Monday, April 25, 2016

Garden books


New books are always a joy to peruse for library folks, especially garden books for this reader. These titles can be found on the Peter White Public Library’s new non-fiction shelves in the circulation lobby.

This is the perfect time of year, while your garden awakens after a long winter’s nap, to browse for new landscape ideas. Plenty of inspiration can be found in Garden Design: A Book of Ideas by bestselling writer Heidi Howcroft and award winning photographer Marianne Majerus.  Sumptuous photos accompany the clear and helpful text of innovative ideas on how to tackle that problem spot in your own yard in a creative and innovative way. New non-fiction: 712 HO   

A donation to the library to purchase a special book in memory of a loved one is a fitting tribute. Recently the University Women Garden Club members donated funds in memory of Marsha Preston to add to the library’s collection. Women Garden Designers: 1900 to the Present by Kristina Taylor was a perfect way to honor Marsha’s love of plants. The book recounts the contributions of female designers in a primarily male dominated field. From Gertrude Jekyll to Beatrix Farrand to Rosemary Verey and Haruko Seki, female landscape designers from around the globe are highlighted. Full of fascinating information on how these women broke the gender barrier to create lasting and scenic gardens, historic black and white’s accompany full color photos illustrate the work of these, literally, ground breaking women. New non-fiction: 712.082 TA

Gardens that thrive while withstanding diminishing rainfall and increasing temperatures are the focus of Planting in a Post-Wild World by Thomas Rainer and Claudia West. A how to guide on sustainable landscaping, the team of landscape architect and garden designer showcase gardens that utilize native perennials and grasses. These natives help to restore natural plant communities that do well under less-than-ideal growing conditions, helping us all to cope with an ever changing climate. New Nonfiction: 712 RA

Taking a bit of a different tact, Good Garden Bugs by Mary M. Gardiner, PhD is a well-illustrated reference for beneficial insects that help a garden grow. Battling harmful insect infestations with biological controls, Gardiner gives the low down on how to avoid pesticides and use natural insect predators to control damage to your plants. The author focuses her writing on identification and tips on how to enhance your space by promoting a thriving population of “good” bugs. New Nonfiction: 635.0495 GA

Getting out of the backyard and traveling to other places opens our eyes to a world of new environments and climates to experience. Distant Neighbors edited by Chad Wriglesworth highlights the letter exchange between environmental activists and writers Wendell Berry and Gary Snyder. Berry, age 81, lives on his grandfather’s farm in Port Royal, Kentucky and Snyder, age 85, resides in the Sierra Foothills of Northern California. The two friends exchanged 250 letters from 1973 to 2013 discussing their common work on stewardship of the land. Their wide ranging views on religion, community, politics and aging make this book a fascinating glimpse into the minds of two important writers and thinkers of our day. New Nonfiction: 818.5409 BE

With the arresting title of How to Cook a Moose, author Kate Christensen explores the world of food and sustainable farming in the harsh cold climate of northern Maine. Residents of Michigan’s Upper Peninsula will be able to draw many parallels between living in the Pine Tree state and life up here in the Wolverine State. Christensen writes about food, drink, life and books for publications such as the New York Times  Book Review, Food and Wine, and the Wall Street Journal. She is the author of Blue Plate Special: An Autobiography of My Appetites and six earlier novels.  New Nonfiction: 641.5974 CH

Plenty of food for thought on the New Book shelves at the library while you wait for the soil to warm. Happy gardening!

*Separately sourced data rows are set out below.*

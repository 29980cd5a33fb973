//! Lenient string readers for library-call argument marshaling.
//!
//! Amiga code passes strings in two conventions: C-style NUL-terminated runs
//! (most of dos.library) and BCPL-style length-prefixed runs (a first byte
//! holding the length). Door binaries mix both freely, and some pass pointers
//! into scratch buffers with no terminator at all, so the reader here is
//! deliberately forgiving: it tries the NUL-terminated interpretation first,
//! falls back to length-prefixed when the first byte is not text, stops at the
//! first non-printable non-whitespace byte either way, and returns whatever was
//! accumulated even if no terminator was ever found.

use crate::{memory::MemoryImage, Result};

/// Upper bound on a single string read. Longer runs are truncated here, which
/// keeps a missing terminator from walking the whole image.
pub const MAX_STRING_READ: usize = 256;

/// Returns `true` for bytes the lenient readers treat as string content:
/// printable ASCII plus tab, carriage return and line feed.
fn is_text_byte(byte: u8) -> bool {
    matches!(byte, 0x20..=0x7E | b'\t' | b'\r' | b'\n')
}

/// Read a string from emulated memory at `address` using the lenient dual policy.
///
/// If the first byte is text, the run is read as a C string: bytes accumulate
/// until a NUL, a non-text byte, [`MAX_STRING_READ`] or the end of the image.
/// Otherwise the first byte is taken as a BCPL length prefix and up to that
/// many following bytes are read, again stopping early at the first non-text
/// byte. Either way the accumulated text is returned; a missing terminator is
/// not an error.
///
/// # Errors
/// Returns [`crate::Error::MemoryFault`] only if the first byte itself is
/// outside the image. Faults past the first byte end accumulation instead.
///
/// # Examples
///
/// ```rust
/// use amidoor::memory::{read_string, MemoryImage};
///
/// let mut memory = MemoryImage::new(0x100);
/// memory.write_bytes(0x10, b"OK\0")?;
/// assert_eq!(read_string(&memory, 0x10)?, "OK");
///
/// // Length-prefixed, no terminator anywhere.
/// memory.write_bytes(0x20, &[2, b'O', b'K'])?;
/// assert_eq!(read_string(&memory, 0x20)?, "OK");
/// # Ok::<(), amidoor::Error>(())
/// ```
pub fn read_string(memory: &MemoryImage, address: u32) -> Result<String> {
    let first = memory.read_u8(address)?;

    let mut accumulated = Vec::new();
    if first == 0 {
        return Ok(String::new());
    }

    if is_text_byte(first) {
        // C-string interpretation.
        accumulated.push(first);
        for i in 1..MAX_STRING_READ as u32 {
            match memory.read_u8(address.wrapping_add(i)) {
                Ok(0) => break,
                Ok(byte) if is_text_byte(byte) => accumulated.push(byte),
                _ => break,
            }
        }
    } else {
        // Length-prefixed interpretation.
        let len = usize::from(first).min(MAX_STRING_READ);
        for i in 1..=len as u32 {
            match memory.read_u8(address.wrapping_add(i)) {
                Ok(byte) if is_text_byte(byte) => accumulated.push(byte),
                _ => break,
            }
        }
    }

    Ok(String::from_utf8_lossy(&accumulated).into_owned())
}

--Margaret Boyle, Programming Coordinator

Thursday, April 21, 2016

Immigration stories



            Immigration is a hot topic during this election year.  Explore the immigration experience by checking out these and other recent books from the Peter White Public Library.
            Whether escaping religious persecution, political oppression, the violence of war, or looking to further their economic standing, millions of immigrants have come to America. Destination America: the Peoples and Cultures that changed America by Charles Wills gives a detailed look at why immigrants leave their homelands, how they travel to America, and what they do once they arrive. It includes personal accounts, letters, diaries, photographs, statistics, maps and charts.  You can also find the accompanying PBS series Destination America at the library.
            .
The Irish-American story, with all its twists and triumphs, is told through the improbable life of one man in The Immortal Irishman: the Irish Revolutionary who became an American Hero by Timothy Egan. A dashing young orator during the Great Famine of the 1840s, in which a million of his Irish countrymen died, Thomas Francis Meagher led a failed uprising against British rule, for which he was banished to a Tasmanian prison colony. He escaped and six months later was heralded in the streets of New York--the revolutionary hero, back from the dead, at the dawn of the great Irish immigration to America. Meagher's rebirth in America included his leading the newly formed Irish Brigade from New York in many of the fiercest battles of the Civil War--Bull Run, Antietam, and Fredericksburg. Twice shot from his horse while leading charges, left for dead in the Virginia mud, Meagher's dream was that Irish-American troops, seasoned by war, would return to Ireland and liberate their homeland from British rule. The hero's last chapter, as territorial governor of Montana, was a romantic quest for a true home in the far frontier.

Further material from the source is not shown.